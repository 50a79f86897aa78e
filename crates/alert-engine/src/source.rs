//! Metric value providers.
//!
//! The scheduler polls a [`MetricSource`] for the current value of each
//! rule's metric. [`InMemoryMetricSource`] is a simple implementation backed
//! by a map, useful for tests and for embedding the engine behind another
//! collector that pushes values in.

use std::collections::HashMap;
use std::sync::Arc;

use futures::FutureExt;
use futures::future::BoxFuture;
use parking_lot::RwLock;

use crate::error::{AlertError, Result};
use crate::types::MetricValue;

/// Provides current metric values.
pub trait MetricSource: Send + Sync {
    /// Fetches the current value of `metric`.
    ///
    /// # Errors
    ///
    /// Returns `AlertError::MetricFetch` if the value is unavailable.
    fn get_value<'a>(&'a self, metric: &'a str) -> BoxFuture<'a, Result<MetricValue>>;
}

/// A metric source backed by an in-memory map.
#[derive(Debug, Clone, Default)]
pub struct InMemoryMetricSource {
    values: Arc<RwLock<HashMap<String, MetricValue>>>,
}

impl InMemoryMetricSource {
    /// Creates an empty source.
    #[must_use]
    pub fn new() -> Self {
        Self::default()
    }

    /// Sets the current value of a metric.
    pub fn set(&self, metric: impl Into<String>, value: impl Into<MetricValue>) {
        self.values.write().insert(metric.into(), value.into());
    }

    /// Removes a metric. Subsequent fetches fail.
    pub fn remove(&self, metric: &str) -> Option<MetricValue> {
        self.values.write().remove(metric)
    }

    /// Returns the current value of a metric without going through the trait.
    #[must_use]
    pub fn get(&self, metric: &str) -> Option<MetricValue> {
        self.values.read().get(metric).cloned()
    }
}

impl MetricSource for InMemoryMetricSource {
    fn get_value<'a>(&'a self, metric: &'a str) -> BoxFuture<'a, Result<MetricValue>> {
        let value = self.get(metric);
        async move {
            value.ok_or_else(|| AlertError::MetricFetch {
                metric: metric.to_string(),
                reason: "no value recorded".to_string(),
            })
        }
        .boxed()
    }
}
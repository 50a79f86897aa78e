//! Notification channels for alert delivery.
//!
//! This module provides the [`NotificationService`] trait, implemented once
//! per channel, and [`LogChannel`], a channel that writes alerts to the
//! tracing log.

use futures::FutureExt;
use futures::future::BoxFuture;
use tracing::{debug, error, info, warn};

use crate::error::Result;
use crate::types::{Alert, AlertSeverity};

/// A notification channel.
///
/// Implement this trait to deliver alerts through email, chat, paging or
/// any other service. Implementations must not block; `send` is awaited
/// with a timeout by the dispatcher.
pub trait NotificationService: Send + Sync {
    /// Returns the channel id this service handles.
    fn channel(&self) -> &str;

    /// Returns true if this service is ready to send.
    ///
    /// Unconfigured services are skipped by the dispatcher.
    fn is_configured(&self) -> bool {
        true
    }

    /// Delivers an alert.
    ///
    /// Resolves to `Ok(true)` when the alert was delivered and `Ok(false)`
    /// when the remote side declined it.
    ///
    /// # Errors
    ///
    /// Returns `AlertError::NotificationFailed` if the delivery fails.
    fn send<'a>(&'a self, alert: &'a Alert) -> BoxFuture<'a, Result<bool>>;
}

/// A channel that logs notifications.
///
/// Critical and error alerts are logged at `ERROR`, warnings at `WARN` and
/// informational alerts at `INFO`.
#[derive(Debug, Clone)]
pub struct LogChannel {
    channel: String,
    enabled: bool,
}

impl LogChannel {
    /// Creates a new log channel handling `channel`.
    #[must_use]
    pub fn new(channel: impl Into<String>) -> Self {
        Self {
            channel: channel.into(),
            enabled: true,
        }
    }

    /// Sets whether the channel is enabled.
    #[must_use]
    pub const fn enabled(mut self, enabled: bool) -> Self {
        self.enabled = enabled;
        self
    }

    fn log(&self, alert: &Alert) {
        match alert.severity {
            AlertSeverity::Critical | AlertSeverity::Error => error!(
                channel = %self.channel,
                alert_id = %alert.id,
                alert = %alert.name,
                source = %alert.source,
                severity = %alert.severity,
                value = %alert.value,
                "ALERT"
            ),
            AlertSeverity::Warning => warn!(
                channel = %self.channel,
                alert_id = %alert.id,
                alert = %alert.name,
                source = %alert.source,
                value = %alert.value,
                "ALERT"
            ),
            AlertSeverity::Info => info!(
                channel = %self.channel,
                alert_id = %alert.id,
                alert = %alert.name,
                source = %alert.source,
                value = %alert.value,
                "ALERT"
            ),
        }
        debug!(channel = %self.channel, context = ?alert.context, "alert context");
    }
}

impl Default for LogChannel {
    fn default() -> Self {
        Self::new("log")
    }
}

impl NotificationService for LogChannel {
    fn channel(&self) -> &str {
        &self.channel
    }

    fn is_configured(&self) -> bool {
        self.enabled
    }

    fn send<'a>(&'a self, alert: &'a Alert) -> BoxFuture<'a, Result<bool>> {
        async move {
            self.log(alert);
            Ok(true)
        }
        .boxed()
    }
}
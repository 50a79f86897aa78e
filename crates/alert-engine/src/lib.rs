//! Rule-based alert evaluation and notification engine.
//!
//! `alert-engine` polls metric values from a [`MetricSource`], evaluates them
//! against configured [`AlertRule`]s and turns triggered rules into alerts
//! that are tracked through their lifecycle and delivered to notification
//! channels.
//!
//! # Features
//!
//! - **Rule Types**: threshold, anomaly (z-score over recent history), trend
//!   (percent change over a window) and composite rules
//! - **Custom Evaluators**: attach a closure to a rule to replace the built-in strategy
//! - **Cooldowns**: suppress re-evaluation of a rule that triggered recently
//! - **Debouncing**: coalesce bursts of triggers into one alert
//! - **Grouping**: merge repeated triggers into the open alert for a rule
//! - **Auto-resolution**: resolve alerts automatically after a delay
//! - **Notification Fan-out**: deliver to several channels, tolerating partial failure
//!
//! # Example
//!
//! ```rust
//! use alert_engine::{
//!     AlertManager, AlertManagerConfig, AlertRule, AlertSeverity, InMemoryMetricSource,
//!     LogChannel, RuleType,
//! };
//! use std::sync::Arc;
//!
//! # #[tokio::main(flavor = "current_thread")]
//! # async fn main() -> alert_engine::Result<()> {
//! let source = InMemoryMetricSource::new();
//! let manager = AlertManager::new(AlertManagerConfig::default(), Arc::new(source.clone()))?;
//!
//! // Deliver alerts on the "log" channel
//! manager.add_channel(Arc::new(LogChannel::default()));
//!
//! // cpu_usage > 80
//! let rule = AlertRule::builder("HighCPU", RuleType::Threshold, "cpu_usage")
//!     .threshold(80.0)
//!     .severity(AlertSeverity::Critical)
//!     .channel("log")
//!     .build()?;
//! manager.add_rule(rule)?;
//!
//! source.set("cpu_usage", 85.0);
//! let summary = manager.check_all_rules().await;
//! assert_eq!(summary.triggered, 1);
//! assert_eq!(manager.active_alerts().len(), 1);
//! # Ok(())
//! # }
//! ```
//!
//! # Scheduling
//!
//! [`AlertManager::start`] spawns an evaluation ticker and a cleanup ticker on
//! the current tokio runtime. [`AlertManager::stop`] cancels both together
//! with any pending debounce or auto-resolve timers.

#![forbid(unsafe_code)]
#![doc(html_root_url = "https://docs.rs/alert-engine/0.1.0")]
#![warn(missing_docs)]
#![warn(rustdoc::missing_crate_level_docs)]

pub mod channels;
pub mod config;
pub mod debounce;
pub mod dispatch;
pub mod error;
pub mod evaluator;
pub mod history;
pub mod manager;
pub mod source;
pub mod store;
pub mod types;

#[cfg(test)]
mod testing;

// Re-export main types at crate root
pub use channels::{LogChannel, NotificationService};
pub use config::AlertManagerConfig;
pub use debounce::Debouncer;
pub use dispatch::NotificationDispatcher;
pub use error::{AlertError, Result};
pub use evaluator::{CustomEvaluator, Evaluation, EvaluatorContext, RuleEvaluator};
pub use futures::future::BoxFuture;
pub use history::{MetricHistoryStore, MetricWindow};
pub use manager::{AlertManager, CheckOutcome, SendOptions, TickSummary};
pub use source::{InMemoryMetricSource, MetricSource};
pub use store::{AlertEvent, AlertStore, UpsertOutcome};
pub use types::{
    Alert, AlertContext, AlertRule, AlertRuleBuilder, AlertSeverity, AlertStatus,
    ComparisonOperator, Condition, MetricValue, RuleType,
};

**Exercise prompt**
How many of the lines in the data above carry the word "InMemoryMetricSource"? Say the number and nothing else.

**Finished exercise**
7